//! Professor review corpus.
//!
//! Owns the typed review model ([`ReviewRecord`], [`Review`]), the dataset
//! shipped with the service, and the [`CorpusSource`] seam the query
//! pipeline reads from. The serialized form produced by [`serialize_corpus`]
//! is the text the pipeline splits into context chunks.

pub mod errors;
pub mod record;
pub mod source;

pub use errors::CorpusError;
pub use record::{Corpus, Review, ReviewRecord, serialize_corpus};
pub use source::{CorpusSource, StaticCorpus};
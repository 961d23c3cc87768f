//! Log output for the service: one layer for this crate, one for everything else.

use std::io::{self, IsTerminal};

use tracing_subscriber::fmt::format::Writer;
use tracing_subscriber::fmt::time::FormatTime;
use tracing_subscriber::layer::SubscriberExt;
use tracing_subscriber::registry::LookupSpan;
use tracing_subscriber::util::{SubscriberInitExt, TryInitError};
use tracing_subscriber::{EnvFilter, Layer, filter, fmt};

/// Crate target prefix used to filter only library-originated logs.
pub const TARGET_PREFIX: &str = "ai_llm_service";

/// `2025-09-12T10:20:30Z`
#[derive(Clone, Debug, Default)]
struct ChronoRfc3339Utc;

impl FormatTime for ChronoRfc3339Utc {
    fn format_time(&self, w: &mut Writer<'_>) -> std::fmt::Result {
        let s = chrono::Utc::now().to_rfc3339_opts(chrono::SecondsFormat::Secs, true);
        w.write_str(&s)
    }
}

fn is_library_event(target: &str) -> bool {
    target.starts_with(TARGET_PREFIX)
}

/// Completion-client events only: compact lines with target and `file:line`,
/// plus span close timings.
pub fn library_layer<S>() -> impl Layer<S> + Send + Sync
where
    S: tracing::Subscriber + for<'a> LookupSpan<'a>,
{
    fmt::layer()
        .with_timer(ChronoRfc3339Utc)
        .with_target(true)
        .with_file(true)
        .with_line_number(true)
        .with_ansi(io::stdout().is_terminal())
        .with_span_events(fmt::format::FmtSpan::CLOSE)
        .event_format(fmt::format().compact().with_source_location(true))
        .with_filter(filter::filter_fn(|meta| is_library_event(meta.target())))
}

/// Every other event (HTTP layer, pipeline, corpus). Span fields such as
/// the request id are printed with each line.
pub fn app_layer<S>() -> impl Layer<S> + Send + Sync
where
    S: tracing::Subscriber + for<'a> LookupSpan<'a>,
{
    fmt::layer()
        .with_timer(ChronoRfc3339Utc)
        .with_target(false)
        .with_ansi(io::stdout().is_terminal())
        .with_filter(filter::filter_fn(|meta| !is_library_event(meta.target())))
}

/// `RUST_LOG` when set and valid, otherwise `default`.
pub fn env_filter_or(default: &str) -> EnvFilter {
    EnvFilter::try_from_default_env().unwrap_or_else(|_| EnvFilter::new(default))
}

/// Installs the global subscriber: `filter` in front of both layers.
///
/// # Errors
/// Fails if a global subscriber is already set.
pub fn init(filter: EnvFilter) -> Result<(), TryInitError> {
    tracing_subscriber::registry()
        .with(filter)
        .with(app_layer())
        .with(library_layer())
        .try_init()
}

#[cfg(test)]
mod tests {
    use super::*;

    #[test]
    fn library_targets_are_split_off() {
        assert!(is_library_event("ai_llm_service::services::open_ai_service"));
        assert!(!is_library_event("api::middleware_layer::request_id"));
        assert!(!is_library_event("query_pipeline::pipeline"));
    }
}
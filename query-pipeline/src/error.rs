//! Typed error for the query-pipeline crate.

use ai_llm_service::AiLlmError;
use review_corpus::CorpusError;
use thiserror::Error;

#[derive(Debug, Error)]
pub enum PipelineError {
    /// The caller sent a conversation the pipeline cannot use.
    #[error("malformed input: {0}")]
    MalformedInput(String),

    /// A pipeline setting is missing or out of range.
    #[error("invalid configuration in {var}: {reason}")]
    InvalidConfig { var: &'static str, reason: String },

    /// The prompt template is missing a placeholder.
    #[error("invalid prompt template: {0}")]
    InvalidTemplate(String),

    /// Errors from the review corpus.
    #[error(transparent)]
    Corpus(#[from] CorpusError),

    /// Errors from the completion client.
    #[error(transparent)]
    Llm(#[from] AiLlmError),
}
use criterion::{criterion_group, criterion_main, BenchmarkId, Criterion};
use glam::Vec3;
use path_tools::{BakedPath, DistancePath, Node, Path};
use std::hint::black_box;

/// Baut einen geschlossenen Kreis-Pfad mit `node_count` Nodes.
fn build_circle_path(node_count: usize) -> Path {
    let mut path = Path::new(0.25);
    let radius = node_count as f32 * 2.0;

    for i in 0..node_count {
        let angle = i as f32 / node_count as f32 * std::f32::consts::TAU;
        let pos = Vec3::new(angle.cos() * radius, 0.0, angle.sin() * radius);
        let mut node = Node::new(pos);
        node.orientation = (i % 4) as f32 * 10.0;
        path.push_node(node);
    }

    path.close_loop = true;
    path.update_path();
    path
}

fn build_query_distances(total: f32, count: usize) -> Vec<f32> {
    (0..count)
        .map(|i| (i as f32 * 0.37 - 3.0) % (total * 2.0))
        .collect()
}

fn bench_update_path(c: &mut Criterion) {
    let mut group = c.benchmark_group("update_path");

    for &node_count in &[16usize, 128usize] {
        let path = build_circle_path(node_count);

        group.bench_with_input(
            BenchmarkId::new("rebuild", node_count),
            &path,
            |b, path| {
                b.iter(|| {
                    let mut scratch = path.clone();
                    scratch.update_path();
                    black_box(scratch.path_distance())
                })
            },
        );
    }

    group.finish();
}

fn bench_distance_queries(c: &mut Criterion) {
    let mut group = c.benchmark_group("distance_queries");

    for &node_count in &[16usize, 128usize] {
        let path = build_circle_path(node_count);
        let baked = BakedPath::bake(&path).expect("Bake erwartet");
        let distances = build_query_distances(path.path_distance(), 1024);

        group.bench_with_input(BenchmarkId::new("live_batch", node_count), &path, |b, p| {
            b.iter(|| {
                let mut acc = Vec3::ZERO;
                for &d in &distances {
                    acc += p.position_at_distance(black_box(d), true);
                    acc += p.up_vector_at_distance(black_box(d));
                }
                black_box(acc)
            })
        });

        group.bench_with_input(
            BenchmarkId::new("baked_batch", node_count),
            &baked,
            |b, baked| {
                b.iter(|| {
                    let mut acc = Vec3::ZERO;
                    for &d in &distances {
                        acc += baked.position_at_distance(black_box(d), true);
                        acc += baked.up_vector_at_distance(black_box(d));
                    }
                    black_box(acc)
                })
            },
        );
    }

    group.finish();
}

fn bench_bake(c: &mut Criterion) {
    let path = build_circle_path(32);

    c.bench_function("bake_closed_circle_32", |b| {
        b.iter(|| {
            let baked = BakedPath::bake(black_box(&path)).expect("Bake erwartet");
            black_box(baked.path_distance())
        })
    });
}

criterion_group!(
    benches,
    bench_update_path,
    bench_distance_queries,
    bench_bake
);
criterion_main!(benches);
//! Path-Tools Library.
//!
//! Stückweise kubische Bezier-Pfade mit distanzbasierter Traversierung:
//! ein mutierbarer Authoring-[`Path`] wird per [`Path::update_path`] in
//! dichte Samples überführt, liefert Position/Rotation/Up-Vektor bei
//! beliebiger Distanz und lässt sich per [`BakedPath::bake`] in ein
//! knotenunabhängiges Kurven-Artefakt mit identischem Abfrage-Vertrag
//! ([`DistancePath`]) einfrieren.

pub mod core;
pub mod shared;

pub use core::{
    BakedPath, DistancePath, Keyframe, Node, Path, PathSource, PeriodicCurve, TangentType,
};
pub use shared::{DEFAULT_STEP, MIN_STEP};
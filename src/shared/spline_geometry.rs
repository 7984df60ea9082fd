//! Reine Geometrie-Funktionen für kubische Bezier-Segmente.
//!
//! Layer-neutral: kann von `core::path` und `core::baked` importiert werden,
//! ohne Zirkel-Abhängigkeiten zu erzeugen.

use glam::{Mat3, Quat, Vec3};

/// Berechnet einen Punkt auf einem kubischen Bezier-Segment (t ∈ [0, 1]).
///
/// p0, p3: Endpunkte. p1, p2: Tangenten-Handles.
/// Die Kurve verläuft von p0 nach p3.
pub fn cubic_bezier_point(p0: Vec3, p1: Vec3, p2: Vec3, p3: Vec3, t: f32) -> Vec3 {
    let u = 1.0 - t;
    u * u * u * p0 + 3.0 * u * u * t * p1 + 3.0 * u * t * t * p2 + t * t * t * p3
}

/// Adaptive Sample-Anzahl für ein Segment bei Ziel-Schrittweite `step`.
///
/// Mittelwert aus Kontrollpolygon-Länge und Sehnen-Länge, geteilt durch
/// `step`. Eng gekrümmte Segmente erhalten damit proportional mehr Samples
/// als flache. Minimum ist 1, damit `j / segment_count` nie degeneriert.
pub fn segment_count(p0: Vec3, p1: Vec3, p2: Vec3, p3: Vec3, step: f32) -> usize {
    let chord = (p3 - p0).length();
    let polygon = (p1 - p0).length() + (p2 - p1).length() + (p3 - p2).length();
    ((((polygon + chord) / 2.0) / step) as usize).max(1)
}

/// Approximierte Länge einer Polyline.
pub fn polyline_length(points: &[Vec3]) -> f32 {
    points.windows(2).map(|w| w[0].distance(w[1])).sum()
}

/// Blickrotation: die lokale +Z-Achse zeigt entlang `forward`, `up` dient
/// als Stütz-Vektor für die Roll-Achse.
///
/// Degenerierte Eingaben (Null-Richtung) liefern die Identität; ein `up`
/// parallel zu `forward` fällt auf eine beliebige orthonormale Basis zurück.
pub fn look_rotation(forward: Vec3, up: Vec3) -> Quat {
    let Some(z) = forward.try_normalize() else {
        return Quat::IDENTITY;
    };
    let x = match up.cross(z).try_normalize() {
        Some(x) => x,
        None => z.any_orthonormal_vector(),
    };
    let y = z.cross(x);
    Quat::from_mat3(&Mat3::from_cols(x, y, z))
}
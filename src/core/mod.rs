//! Core-Domänentypen: Nodes, Pfad, Bake-Artefakt und Abfrage-Vertrag.

pub mod baked;
pub mod curve;
pub mod node;
pub mod path;
pub mod query;

pub use baked::BakedPath;
pub use curve::{Keyframe, PeriodicCurve};
pub use node::{Node, TangentType};
pub use path::Path;
pub use query::{DistancePath, PathSource};
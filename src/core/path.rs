//! Der mutierbare Authoring-Pfad: Node-Liste, Spline-Aufbau und
//! Distanz-Abfragen.
//!
//! `Path` hält die geordnete Node-Liste und drei abgeleitete Caches
//! (`curved_positions`, `orientations`, `path_distance`). Die Caches werden
//! ausschließlich durch [`Path::update_path`] neu aufgebaut — nie implizit
//! beim Lesen. Abfragen vor dem ersten Aufbau sind erlaubt und liefern
//! definierte Defaults.

use glam::{Affine3A, Quat, Vec3};
use rand::Rng;
use serde::{Deserialize, Serialize};

use super::{DistancePath, Node};
use crate::shared::{
    cubic_bezier_point, look_rotation, polyline_length, segment_count, ADD_NODE_OFFSET_RADIUS,
    DEFAULT_STEP, MIN_STEP,
};

/// Ein offener oder geschlossener Kettenzug kubischer Bezier-Segmente.
///
/// Persistiert werden Node-Liste, `close_loop` und `step`; die abgeleiteten
/// Caches sind flüchtig und müssen nach dem Deserialisieren per
/// [`update_path`](Self::update_path) neu aufgebaut werden.
#[derive(Debug, Clone, Serialize, Deserialize)]
pub struct Path {
    nodes: Vec<Node>,
    /// Verbindet den letzten mit dem ersten Node zu einer Schleife
    pub close_loop: bool,
    step: f32,
    #[serde(skip)]
    world_from_local: Affine3A,
    #[serde(skip)]
    curved_positions: Vec<Vec3>,
    #[serde(skip)]
    orientations: Vec<f32>,
    #[serde(skip)]
    path_distance: f32,
}

impl Default for Path {
    fn default() -> Self {
        Self::new(DEFAULT_STEP)
    }
}

impl Path {
    /// Erstellt einen leeren Pfad mit der gegebenen Ziel-Schrittweite
    pub fn new(step: f32) -> Self {
        Self {
            nodes: Vec::new(),
            close_loop: false,
            step: step.max(MIN_STEP),
            world_from_local: Affine3A::IDENTITY,
            curved_positions: Vec::new(),
            orientations: Vec::new(),
            path_distance: 0.0,
        }
    }

    /// Alle Nodes in Traversierungs-Reihenfolge
    pub fn nodes(&self) -> &[Node] {
        &self.nodes
    }

    /// Anzahl der Nodes
    pub fn node_count(&self) -> usize {
        self.nodes.len()
    }

    /// Mutabler Zugriff auf einen Node für die Editing-Schicht.
    /// Nach der Änderung muss [`update_path`](Self::update_path) laufen.
    pub fn node_mut(&mut self, index: usize) -> Option<&mut Node> {
        self.nodes.get_mut(index)
    }

    /// Ziel-Abstand zwischen zwei Kurven-Samples
    pub fn step(&self) -> f32 {
        self.step
    }

    /// Setzt die Ziel-Schrittweite, geklemmt auf [`MIN_STEP`]
    pub fn set_step(&mut self, step: f32) {
        self.step = step.max(MIN_STEP);
    }

    /// Affine Abbildung vom lokalen Pfad-Raum in den Welt-Raum
    pub fn world_from_local(&self) -> Affine3A {
        self.world_from_local
    }

    /// Setzt die Welt-Transformation (vom Host-Objekt geliefert)
    pub fn set_world_from_local(&mut self, transform: Affine3A) {
        self.world_from_local = transform;
    }

    /// Die zuletzt aufgebauten Kurven-Samples (lokaler Raum)
    pub fn curved_positions(&self) -> &[Vec3] {
        &self.curved_positions
    }

    /// Die interpolierten Banking-Winkel, parallel zu den Samples
    pub fn orientations(&self) -> &[f32] {
        &self.orientations
    }

    /// Hängt einen Node an einer explizit gewählten Position an
    pub fn push_node(&mut self, node: Node) {
        self.nodes.push(node);
    }

    /// Hängt einen Node an: Position des letzten Nodes plus zufälliger
    /// planarer Offset (XZ-Einheitskreis × [`ADD_NODE_OFFSET_RADIUS`]).
    ///
    /// Reine Authoring-Bequemlichkeit, kein Determinismus-Vertrag.
    pub fn add_node(&mut self) {
        let mut rng = rand::rng();
        let angle = rng.random_range(0.0..std::f32::consts::TAU);
        let radius = rng.random_range(0.0f32..1.0).sqrt() * ADD_NODE_OFFSET_RADIUS;
        let offset = Vec3::new(angle.cos() * radius, 0.0, angle.sin() * radius);

        let base = self.nodes.last().map_or(Vec3::ZERO, |n| n.local_pos);
        self.nodes.push(Node::new(base + offset));
    }

    /// Entfernt einen Node; ungültige Indizes werden weich abgewiesen
    pub fn remove_node(&mut self, index: usize) -> Option<Node> {
        if index >= self.nodes.len() {
            log::warn!("remove_node: Index {index} außerhalb des Bereichs");
            return None;
        }
        Some(self.nodes.remove(index))
    }

    /// Verschiebt einen Node auf eine Welt-Position und baut den Pfad neu.
    ///
    /// `move_tangent` verschiebt beide Handles um dasselbe Delta mit.
    pub fn adjust_node(&mut self, index: usize, new_world_pos: Vec3, move_tangent: bool) {
        if index >= self.nodes.len() {
            log::warn!("adjust_node: Index {index} außerhalb des Bereichs");
            return;
        }

        let new_local = self
            .world_from_local
            .inverse()
            .transform_point3(new_world_pos);

        let node = &mut self.nodes[index];
        if move_tangent {
            let offset = new_local - node.local_pos;
            node.left_handle += offset;
            node.right_handle += offset;
        }
        node.local_pos = new_local;

        self.update_path();
    }

    /// Baut die abgeleiteten Caches vollständig neu auf.
    ///
    /// Muss nach jeder Node-, Handle- oder `close_loop`-Änderung explizit
    /// aufgerufen werden. Der Tausch ist aus Sicht des Aufrufers atomar:
    /// entweder ersetzt er alle drei Caches oder (bei < 2 Nodes) leert sie.
    pub fn update_path(&mut self) {
        let (positions, orientations) = self.sample_curve();

        self.path_distance = if positions.is_empty() {
            0.0
        } else {
            let mut total = polyline_length(&positions);
            if self.close_loop {
                // Wrap-Kante vom letzten Sample zurück zu Sample 0
                total += positions[positions.len() - 1].distance(positions[0]);
            }
            total
        };
        self.curved_positions = positions;
        self.orientations = orientations;
    }

    /// Tastet alle Bezier-Segmente mit adaptiver Dichte ab.
    ///
    /// Rand-Politik gegen doppelte Punkte an geteilten Endpunkten:
    /// offener Pfad — das erste Segment emittiert beide Endpunkte,
    /// Folgesegmente starten bei j = 1; geschlossener Pfad — jedes Segment
    /// lässt seinen Endpunkt weg, der als j = 0 des Folgesegments (bzw. als
    /// Sample 0 bei der Wrap-Kante) wieder auftaucht.
    fn sample_curve(&self) -> (Vec<Vec3>, Vec<f32>) {
        let mut positions = Vec::new();
        let mut orientations = Vec::new();

        let n = self.nodes.len();
        if n < 2 {
            return (positions, orientations);
        }

        let pair_count = if self.close_loop { n } else { n - 1 };
        for i in 0..pair_count {
            let a = &self.nodes[i];
            let b = &self.nodes[(i + 1) % n];

            let (p0, p1, p2, p3) = (a.local_pos, a.right_handle, b.left_handle, b.local_pos);
            let segments = segment_count(p0, p1, p2, p3, self.step);

            let start = if self.close_loop || i == 0 { 0 } else { 1 };
            let end = if self.close_loop { segments - 1 } else { segments };

            for j in start..=end {
                let t = j as f32 / segments as f32;
                positions.push(cubic_bezier_point(p0, p1, p2, p3, t));
                orientations.push(a.orientation + (b.orientation - a.orientation) * t);
            }
        }

        (positions, orientations)
    }

    /// Faltet eine beliebige Distanz in (Sample-Index, Rest-Anteil).
    ///
    /// Negative Distanzen werden durch Addition einer vollen Periode in den
    /// positiven Bereich gefaltet; der berechnete Index wird gegen
    /// Rundungsfehler am oberen Rand geklemmt.
    fn precise_point(&self, distance: f32) -> (usize, f32) {
        let count = self.curved_positions.len();
        if count == 0 || self.path_distance <= f32::EPSILON {
            return (0, 0.0);
        }

        let folded = self.path_distance + (distance % self.path_distance);
        let normalized = (folded % self.path_distance) / self.path_distance;

        let index_float = normalized * count as f32;
        let index = (index_float as usize).min(count - 1);
        let fraction = (index_float - index as f32).min(1.0);
        (index, fraction)
    }

    /// Tangente am Sample der gegebenen Distanz, rückwärts gerichtet.
    ///
    /// Der Blick auf die zurückliegende Kante vermeidet degenerierte
    /// Richtungen bei Rest-Anteil ≈ 0 an Segmentgrenzen. Am offenen
    /// Pfad-Anfang wird stattdessen nach vorn auf Sample 1 geschaut —
    /// diese Asymmetrie ist Vertragsbestandteil.
    fn sample_direction(&self, distance: f32) -> Option<(Vec3, usize)> {
        let count = self.curved_positions.len();
        if count < 2 {
            return None;
        }

        let (index, _) = self.precise_point(distance);
        let prev = if index == 0 {
            if self.close_loop {
                count - 1
            } else {
                1
            }
        } else {
            index - 1
        };

        let direction = if !self.close_loop && index == 0 {
            self.curved_positions[prev] - self.curved_positions[index]
        } else {
            self.curved_positions[index] - self.curved_positions[prev]
        };
        Some((direction, index))
    }
}

impl DistancePath for Path {
    fn position_at_distance(&self, distance: f32, local: bool) -> Vec3 {
        let count = self.curved_positions.len();
        if count == 0 {
            return Vec3::ZERO;
        }

        let (index, mut fraction) = self.precise_point(distance);
        let is_last = index == count - 1;
        let next = if is_last {
            if self.close_loop {
                0
            } else {
                index
            }
        } else {
            index + 1
        };
        if is_last && !self.close_loop {
            // offenes Ende: keine Extrapolation über das letzte Sample hinaus
            fraction = 0.0;
        }

        let pos = self.curved_positions[index].lerp(self.curved_positions[next], fraction);
        if local {
            pos
        } else {
            self.world_from_local.transform_point3(pos)
        }
    }

    fn rotation_at_distance_with_up(&self, distance: f32, up: Vec3) -> Quat {
        match self.sample_direction(distance) {
            Some((direction, _)) => look_rotation(direction, up),
            None => Quat::IDENTITY,
        }
    }

    fn up_vector_at_distance(&self, distance: f32) -> Vec3 {
        let Some((direction, index)) = self.sample_direction(distance) else {
            return Vec3::ZERO;
        };
        let Some(axis) = direction.try_normalize() else {
            return Vec3::ZERO;
        };

        let orientation = self.orientations.get(index).copied().unwrap_or(0.0);
        Quat::from_axis_angle(axis, orientation.to_radians()) * Vec3::Y
    }

    fn is_path_ready(&self) -> bool {
        !self.curved_positions.is_empty()
    }

    fn path_distance(&self) -> f32 {
        self.path_distance
    }
}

*-*-*

For the string "forward", give the number of lines in the entries that contain it, with no other words.

4